Author |
Topic: Where Smullyan went wrong (Read 8122 times) |
|
Jonathan the Red
Guest
|
I first encountered the work of Raymond Smullyan when I was in sixth grade (which was more years ago than I like to remember) when I picked up, on a whim, a copy of What is the Name of This Book? in my local library. I was instantly hooked, and I've been a big fan of logic puzzles ever since. In WitNoTB?, Smullyan introduces his Knights, Knaves, and Normals. Knights always tell the truth, Knaves always lie, and Normals can do either. He poses many puzzles that are set on islands populated by Knights, Knaves, and Normals, from the easy to the difficult to the sublime. In the subchapter titled "How to Marry a King's Daughter", Smullyan tells the story of a king who wants his daughter to marry a nice normal Normal, not one of those goody-goody Knights or devious scoundrel Knaves. Smullyan asks: - How can you make a true statement that will convince the King you are a Normal?

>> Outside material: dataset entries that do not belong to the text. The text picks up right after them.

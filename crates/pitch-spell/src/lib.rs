//! Pitch spelling for MIDI note sequences.
//!
//! Given notes as MIDI pitches grouped into bars and chords, choose a letter,
//! accidental, octave and print flag for every note. For each candidate
//! tonality and bar a uniform-cost search finds the cheapest spellings; a
//! two-pass table then estimates the global tonality of the piece and a local
//! tonality per bar, and commits the best spelling back to the caller.
//!
//! ```ignore
//! let mut notes = NoteSequence::new();
//! notes.push_bar(&[60, 61, 63]);
//! let report = Speller::new(SpellConfig::default()).spell(&mut notes)?;
//! println!("{}", report.global);
//! ```

pub mod accidentals;
pub mod cost;
pub mod diagnostics;
pub mod enharmonic;
pub mod enumerator;
pub mod extract;
pub mod grid;
pub mod node;
pub mod pitch;
pub mod search;
pub mod speller;
pub mod state;
pub mod table;
pub mod ton_index;
pub mod tonality;
pub mod transition;
pub mod vector;
pub mod weber;

pub use accidentals::AccidentalSet;
pub use cost::{AccidCost, Cost, CostStep, DistCost, DistPlusCost, TieBreakCost, TieBreaks};
pub use diagnostics::{Diagnostic, DiagnosticLevel, Diagnostics};
pub use enharmonic::EnharmonicTable;
pub use enumerator::{NoteEnumerator, NoteSequence, SpelledNote};
pub use extract::PathExtractor;
pub use node::{NodeKind, PathNode};
pub use pitch::{Accidental, NoteName, Pitch};
pub use search::PathSearch;
pub use speller::{SpellReport, Speller};
pub use state::{AccidentalState, StateScope};
pub use table::SpellTable;
pub use ton_index::TonalityIndex;
pub use tonality::{Mode, Tonality};
pub use transition::TransitionGenerator;
pub use vector::SpellVector;

pub use spellconf::SpellConfig;

/// Errors from spelling operations.
#[derive(Debug, thiserror::Error)]
pub enum SpellError {
    #[error("no notes to spell")]
    NoNotes,

    #[error("tonality index has no global tonality")]
    NoTonality,

    #[error("tonality index is closed")]
    IndexClosed,

    #[error("global tonality could not be determined")]
    GlobalUndetermined,

    #[error("local tonality of bar {bar} could not be determined")]
    LocalUndetermined { bar: usize },

    #[error("no spelling found for bars {bars:?}")]
    Unspelled { bars: Vec<usize> },

    #[error("no tonality at row {0} of the index")]
    NoSuchRow(usize),

    #[error("tonality {0} is not in the index")]
    NotInIndex(Tonality),

    #[error("invalid tonality: {fifths} fifths, {mode}")]
    InvalidTonality { fifths: i8, mode: String },

    #[error(transparent)]
    Config(#[from] spellconf::ConfigError),
}

pub type Result<T> = std::result::Result<T, SpellError>;
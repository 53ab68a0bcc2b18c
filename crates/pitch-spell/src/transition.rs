//! Successor generation for the spelling search.
//!
//! A single note branches over its enharmonic candidates. A chord is spelled
//! pitch class by pitch class, ascending from the bass; a pitch class already
//! spelled in the chord reuses its letter, and a new one may not give a letter
//! a second accidental. Only completed chords leave the generator.

use std::rc::Rc;

use spellconf::Branching;
use tracing::trace;

use crate::cost::{Cost, CostStep};
use crate::enharmonic::EnharmonicTable;
use crate::enumerator::{NoteEnumerator, SpelledNote};
use crate::node::{ChordProgress, NodeKind, PathNode};
use crate::pitch::{octave_of, pitch_class, Accidental, NoteName, Pitch};
use crate::state::AccidentalState;
use crate::tonality::Tonality;

pub struct TransitionGenerator<'a, E: ?Sized> {
    notes: &'a E,
    table: EnharmonicTable,
    branching: Branching,
    global: &'a Tonality,
    local: Option<&'a Tonality>,
    /// End of the bar being searched.
    stop: usize,
}

impl<'a, E: NoteEnumerator + ?Sized> TransitionGenerator<'a, E> {
    pub fn new(
        notes: &'a E,
        table: EnharmonicTable,
        branching: Branching,
        global: &'a Tonality,
        local: Option<&'a Tonality>,
        stop: usize,
    ) -> Self {
        debug_assert!(stop <= notes.len());
        Self {
            notes,
            table,
            branching,
            global,
            local,
            stop,
        }
    }

    pub fn stop(&self) -> usize {
        self.stop
    }

    /// One past the last note of the chord starting at `i` (`i + 1` for a single note).
    pub fn chord_end(&self, i: usize) -> usize {
        let mut j = i;
        while j + 1 < self.stop && self.notes.simultaneous(j) {
            j += 1;
        }
        j + 1
    }

    fn candidates(&self, pc: usize) -> Vec<(NoteName, Accidental)> {
        if self.branching == Branching::Chromatic {
            match self.global.chromatic_spelling(pc) {
                Some((name, acc)) if self.table.allows(name, acc) => return vec![(name, acc)],
                _ => trace!(pc, ton = %self.global, "no chromatic spelling, branching"),
            }
        }
        self.table.candidates(pc).collect()
    }

    fn step<C: Cost>(
        &self,
        state: &AccidentalState,
        cost: &C,
        i: usize,
        name: NoteName,
        accidental: Accidental,
        force_print: bool,
    ) -> (AccidentalState, C, SpelledNote) {
        let midi = self.notes.midi(i);
        let octave = octave_of(midi, name, accidental);
        let mut state = state.clone();
        let print = state.update(accidental, name, octave) || force_print;
        let mut cost = cost.clone();
        cost.update(&CostStep {
            name,
            accidental,
            print,
            state: &state,
            global: self.global,
            local: self.local,
        });
        let note = SpelledNote {
            index: i,
            midi,
            pitch: Pitch::new(name, accidental, octave),
            print,
        };
        (state, cost, note)
    }

    /// All successors of `node` that end on a single note or a completed chord.
    pub fn successors<C: Cost>(&self, node: &Rc<PathNode<C>>) -> Vec<PathNode<C>> {
        let i = node.id();
        if i >= self.stop {
            return Vec::new();
        }
        let end = self.chord_end(i);
        if end == i + 1 {
            self.single(node)
        } else {
            self.chord(node, end)
        }
    }

    fn single<C: Cost>(&self, node: &Rc<PathNode<C>>) -> Vec<PathNode<C>> {
        let i = node.id();
        let pc = pitch_class(self.notes.midi(i));
        self.candidates(pc)
            .into_iter()
            .map(|(name, acc)| {
                let (state, cost, note) = self.step(node.state(), node.cost(), i, name, acc, false);
                PathNode::successor(i + 1, state, cost, Rc::clone(node), NodeKind::Single(note))
            })
            .collect()
    }

    /// Chord notes sorted by pitch class above the bass, then by index.
    fn chord_order(&self, start: usize, end: usize) -> Vec<usize> {
        let bass = (start..end)
            .min_by_key(|&i| (self.notes.midi(i), i))
            .map(|i| pitch_class(self.notes.midi(i)))
            .unwrap_or(0);
        let mut order: Vec<usize> = (start..end).collect();
        order.sort_by_key(|&i| ((pitch_class(self.notes.midi(i)) + 12 - bass) % 12, i));
        order
    }

    fn chord<C: Cost>(&self, anchor: &Rc<PathNode<C>>, end: usize) -> Vec<PathNode<C>> {
        let progress = ChordProgress::new(self.chord_order(anchor.id(), end));
        let mut work = self.chord_step(anchor, anchor.state(), anchor.cost(), &progress);
        let mut done = Vec::new();

        while let Some(node) = work.pop() {
            match node.kind() {
                NodeKind::ChordPartial(progress) => {
                    work.extend(self.chord_step(anchor, node.state(), node.cost(), progress));
                }
                _ => done.push(node),
            }
        }
        trace!(start = anchor.id(), end, spellings = done.len(), "chord spelled");
        done
    }

    fn chord_step<C: Cost>(
        &self,
        anchor: &Rc<PathNode<C>>,
        state: &AccidentalState,
        cost: &C,
        progress: &ChordProgress,
    ) -> Vec<PathNode<C>> {
        let Some(i) = progress.next() else {
            return Vec::new();
        };
        let pc = pitch_class(self.notes.midi(i));
        let choices: Vec<(NoteName, Accidental, bool)> = match progress.chosen[pc] {
            Some(seen) => vec![seen],
            None => self
                .candidates(pc)
                .into_iter()
                .filter(|(name, acc)| progress.consistent(*name, *acc))
                .map(|(name, acc)| (name, acc, false))
                .collect(),
        };

        choices
            .into_iter()
            .map(|(name, acc, force_print)| {
                let (state, cost, note) = self.step(state, cost, i, name, acc, force_print);
                let mut next = progress.clone();
                if next.chosen[pc].is_none() {
                    next.chosen[pc] = Some((name, acc, note.print));
                }
                next.notes.push(note);
                let id = anchor.id() + next.notes.len();
                let kind = if next.is_complete() {
                    let mut notes = next.notes;
                    notes.sort_by_key(|n| n.index);
                    NodeKind::ChordDone(notes)
                } else {
                    NodeKind::ChordPartial(next)
                };
                PathNode::successor(id, state, cost, Rc::clone(anchor), kind)
            })
            .collect()
    }
}
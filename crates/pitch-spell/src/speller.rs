//! Entry point: configure, spell, report.

use std::path::Path;

use serde::{Deserialize, Serialize};
use spellconf::{CostKind, SpellConfig};
use tracing::info;

use crate::cost::{AccidCost, Cost, DistCost, DistPlusCost, TieBreakCost};
use crate::diagnostics::Diagnostics;
use crate::enumerator::NoteEnumerator;
use crate::search::SearchOptions;
use crate::table::SpellTable;
use crate::ton_index::TonalityIndex;
use crate::tonality::Tonality;
use crate::{Result, SpellError};

/// Outcome of a successful run.
#[derive(Debug, Clone, PartialEq, Eq, Serialize, Deserialize)]
pub struct SpellReport {
    pub global: Tonality,
    /// Row of `global` in the tonality index.
    pub global_index: usize,
    /// Global tonalities tied after the first pass, its favourite first.
    pub candidates: Vec<Tonality>,
    /// Local tonality of each bar.
    pub locals: Vec<Tonality>,
    /// Printed accidentals in the committed spelling.
    pub accidentals: u32,
    /// Summed cost of the committed spelling, as displayed by the cost model.
    pub cost: String,
    pub diagnostics: Diagnostics,
}

impl SpellReport {
    pub fn tie_break_failures(&self) -> usize {
        self.diagnostics.tie_break_failures()
    }
}

/// Pitch speller over a list of candidate tonalities.
///
/// ```ignore
/// let mut speller = Speller::new(SpellConfig::default());
/// let report = speller.spell(&mut notes)?;
/// ```
#[derive(Debug, Clone)]
pub struct Speller {
    index: TonalityIndex,
    config: SpellConfig,
    global: Option<Tonality>,
}

impl Speller {
    /// Speller over the tonality preset named in `config`.
    pub fn new(config: SpellConfig) -> Self {
        let index = TonalityIndex::from_preset(config.tonalities.preset);
        Self::with_index(config, index)
    }

    pub fn with_index(config: SpellConfig, index: TonalityIndex) -> Self {
        Self {
            index,
            config,
            global: None,
        }
    }

    /// Speller configured from the config files and environment.
    pub fn load(config_path: Option<&Path>) -> Result<Self> {
        Ok(Self::new(SpellConfig::load_from(config_path)?))
    }

    pub fn config(&self) -> &SpellConfig {
        &self.config
    }

    pub fn index(&self) -> &TonalityIndex {
        &self.index
    }

    pub fn index_mut(&mut self) -> &mut TonalityIndex {
        &mut self.index
    }

    /// Append a candidate tonality; fails once the index is closed.
    pub fn add_tonality(&mut self, ton: Tonality, global: bool) -> Result<()> {
        self.index.add(ton, global)
    }

    /// Spell under `ton` instead of estimating the global tonality. `ton`
    /// must be in the index when [`spell`](Self::spell) runs.
    pub fn set_global(&mut self, ton: Tonality) {
        self.global = Some(ton);
    }

    pub fn clear_global(&mut self) {
        self.global = None;
    }

    /// Spell `notes` and commit the result through [`NoteEnumerator::rename`].
    ///
    /// Closes the tonality index. An empty index is replaced by the 30
    /// major and harmonic minor keys.
    pub fn spell<E: NoteEnumerator + ?Sized>(&mut self, notes: &mut E) -> Result<SpellReport> {
        let mut diagnostics = Diagnostics::new(self.config.diagnostics.tie_break_warnings);
        if self.index.is_empty() {
            diagnostics.warning("tonality index is empty, using the 30 default tonalities", None);
            self.index = TonalityIndex::default30();
        }
        self.index.close();

        let search = &self.config.search;
        let lead = search.lead_discount;
        let mode = search.tie_break;
        info!(
            notes = notes.len(),
            tonalities = self.index.len(),
            cost = %search.cost,
            "spelling"
        );
        match search.cost {
            CostKind::Accid => self.run(notes, AccidCost::new(lead), diagnostics),
            CostKind::AccidTieBreak => self.run(notes, TieBreakCost::new(lead, mode), diagnostics),
            CostKind::AccidDist => self.run(notes, DistCost::new(lead, mode), diagnostics),
            CostKind::AccidDistPlus => self.run(notes, DistPlusCost::new(lead), diagnostics),
        }
    }

    fn run<C: Cost, E: NoteEnumerator + ?Sized>(
        &self,
        notes: &mut E,
        seed: C,
        diagnostics: Diagnostics,
    ) -> Result<SpellReport> {
        let mut table = SpellTable::new(
            &*notes,
            self.index.clone(),
            seed,
            SearchOptions::from_config(&self.config.search),
            self.config.tonalities.local_distance,
            diagnostics,
        )?;
        table.set_global_tolerance(self.config.tonalities.global_tolerance);
        if let Some(ton) = self.global {
            let row = self.index.find(&ton).ok_or(SpellError::NotInIndex(ton))?;
            table.set_global(row)?;
        }
        let global = table.estimate(&*notes)?;
        table.rename(notes)?;

        let index = table.index();
        let cost = table.second_pass_cost(global);
        let report = SpellReport {
            global: *index.ton(global),
            global_index: global,
            candidates: table.candidates().iter().map(|&i| *index.ton(i)).collect(),
            locals: table.locals().into_iter().map(|i| *index.ton(i)).collect(),
            accidentals: cost.accidentals(),
            cost: cost.to_string(),
            diagnostics: table.diagnostics().clone(),
        };
        info!(
            global = %report.global,
            accidentals = report.accidentals,
            tie_break_failures = report.tie_break_failures(),
            "spelled"
        );
        Ok(report)
    }
}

- How can you make a false statement that will convince the King you are a Normal?
- How can you make a statement that will convince the King you are a Normal, but he won't know whether it's true or false?
These problems are not terribly difficult, and the solution is left as an exercise. Then Smullyan tells the story of a different King, one who is not so kindly disposed towards Normals. In fact, he sees them as wishy-washy girly-men, unreliable and untrustworthy. A Knight will always be true, and a Knave is wholly reliable as long as you remember to believe the exact opposite of what he says, while a Normal will deceive you when you least expect it. He wants his daughter to marry anyone but a Normal. Smullyan asks: how many statements must you make to convince the King? Smullyan's answer was: no statements you make can ever convince the King you are no Normal. Since a Normal can say anything, any statement you make could be made by a Normal. There is no way to prove your abnormality to the King. Smullyan was wrong! There is a subtle flaw in his argument, and in fact it is quite possible for a non-Normal to prove it. So the puzzle for you is: - How can you, in one statement, convince the King you are a Knight?
- How can you, in one statement, convince the King you are a Knave?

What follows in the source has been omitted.